Activity:
Determine the number of lines in the listing below in which the word "Canada" is present, and state it without comment.
*** Block opens ***
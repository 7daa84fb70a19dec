// src/output/mod.rs
use once_cell::sync::Lazy;
use regex::Regex;
use serde::Serialize;
use std::{fs, path::Path};
use tracing::{debug, info};

use crate::error::{ReshapeError, Result};
use crate::process::tree::FacetTree;

/// A pretty-printed `[ "date", number|null ]` spread over three lines.
static LEAF_PAIR: Lazy<Regex> = Lazy::new(|| {
    Regex::new(r#"\[\s*\n\s*"([^"]+)",\s*(null|-?[0-9]+(?:\.[0-9]+)?)\s*\n\s*\]"#)
        .expect("leaf pair pattern should compile")
});

#[derive(Serialize)]
struct Document<'a> {
    data: &'a FacetTree,
}

/// Pretty JSON (2-space indent, keys sorted) with every leaf pair on one line.
pub fn render(tree: &FacetTree) -> Result<String> {
    info!("serializing JSON");
    let pretty = serde_json::to_string_pretty(&Document { data: tree })?;
    let collapsed = collapse_leaf_pairs(&pretty);
    debug!("applied leaf pair collapse");
    Ok(collapsed)
}

/// Rewrite multi-line two-element `[string, number|null]` arrays as
/// `[ "<date>", <value> ]`. Everything else is left as is.
pub fn collapse_leaf_pairs(pretty: &str) -> String {
    LEAF_PAIR
        .replace_all(pretty, r#"[ "${1}", ${2} ]"#)
        .into_owned()
}

/// Write `text` to `path`, or to standard output (with a trailing newline) when `None`.
pub fn write_output(text: &str, path: Option<&Path>) -> Result<()> {
    match path {
        Some(path) => {
            info!(path = %path.display(), "writing output");
            fs::write(path, text).map_err(|source| ReshapeError::Io {
                path: path.to_path_buf(),
                source,
            })
        }
        None => {
            info!("writing output to stdout");
            println!("{}", text);
            Ok(())
        }
    }
}

#[cfg(test)]
mod tests {
    use super::*;
    use crate::process::tree::{Node, Observation};
    use anyhow::Result;
    use tempfile::NamedTempFile;

    fn sample_tree() -> FacetTree {
        let mut sexes = FacetTree::new();
        sexes.insert(
            "Males".into(),
            Node::Leaf(vec![Observation("2021-01".into(), Some(-3.5))]),
        );
        sexes.insert(
            "Females".into(),
            Node::Leaf(vec![
                Observation("2021-01".into(), Some(2.0)),
                Observation("2021-02".into(), None),
            ]),
        );
        let mut tree = FacetTree::new();
        tree.insert("Canada".into(), Node::Branch(sexes));
        tree
    }

    #[test]
    fn renders_sorted_and_collapsed() -> Result<()> {
        let text = render(&sample_tree())?;
        let expected = r#"{
  "data": {
    "Canada": {
      "Females": [
        [ "2021-01", 2.0 ],
        [ "2021-02", null ]
      ],
      "Males": [
        [ "2021-01", -3.5 ]
      ]
    }
  }
}"#;
        assert_eq!(text, expected);
        Ok(())
    }

    #[test]
    fn scenario_a_document() -> Result<()> {
        let mut tree = FacetTree::new();
        tree.insert(
            "Canada".into(),
            Node::Leaf(vec![
                Observation("2020".into(), Some(5.0)),
                Observation("2021".into(), None),
            ]),
        );
        let text = render(&tree)?;
        let parsed: serde_json::Value = serde_json::from_str(&text)?;
        assert_eq!(
            parsed,
            serde_json::json!({"data": {"Canada": [["2020", 5.0], ["2021", null]]}})
        );
        Ok(())
    }

    #[test]
    fn render_is_deterministic() -> Result<()> {
        let tree = sample_tree();
        assert_eq!(render(&tree)?, render(&tree.clone())?);
        Ok(())
    }

    #[test]
    fn empty_tree_renders_empty_data() -> Result<()> {
        assert_eq!(render(&FacetTree::new())?, "{\n  \"data\": {}\n}");
        Ok(())
    }

    #[test]
    fn non_ascii_keys_stay_raw_utf8() -> Result<()> {
        let mut tree = FacetTree::new();
        tree.insert(
            "Québec".into(),
            Node::Leaf(vec![Observation("2020".into(), Some(1.0))]),
        );
        let text = render(&tree)?;
        assert!(text.contains("\"Québec\": ["));
        assert!(text.contains("[ \"2020\", 1.0 ]"));
        Ok(())
    }

    #[test]
    fn collapses_only_string_number_pairs() {
        let pair = "[\n  \"2021-01\",\n  3.14\n]";
        assert_eq!(collapse_leaf_pairs(pair), "[ \"2021-01\", 3.14 ]");

        let triple = "[\n  \"2021-01\",\n  3.14,\n  1\n]";
        assert_eq!(collapse_leaf_pairs(triple), triple);

        let object = "{\n  \"2021-01\": 3.14\n}";
        assert_eq!(collapse_leaf_pairs(object), object);

        let two_numbers = "[\n  1,\n  2\n]";
        assert_eq!(collapse_leaf_pairs(two_numbers), two_numbers);

        let exponent = "[\n  \"2021\",\n  1e16\n]";
        assert_eq!(collapse_leaf_pairs(exponent), exponent);
    }

    #[test]
    fn writes_file_without_trailing_newline() -> Result<()> {
        let tmp = NamedTempFile::new()?;
        write_output("{\n  \"data\": {}\n}", Some(tmp.path()))?;
        assert_eq!(std::fs::read_to_string(tmp.path())?, "{\n  \"data\": {}\n}");
        Ok(())
    }

    #[test]
    fn unwritable_destination_is_io_error() {
        let err = write_output("{}", Some(Path::new("/nonexistent-dir/out.json"))).unwrap_err();
        assert!(matches!(err, ReshapeError::Io { .. }));
    }
}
*** Block closes ***
Answer to this problem:
4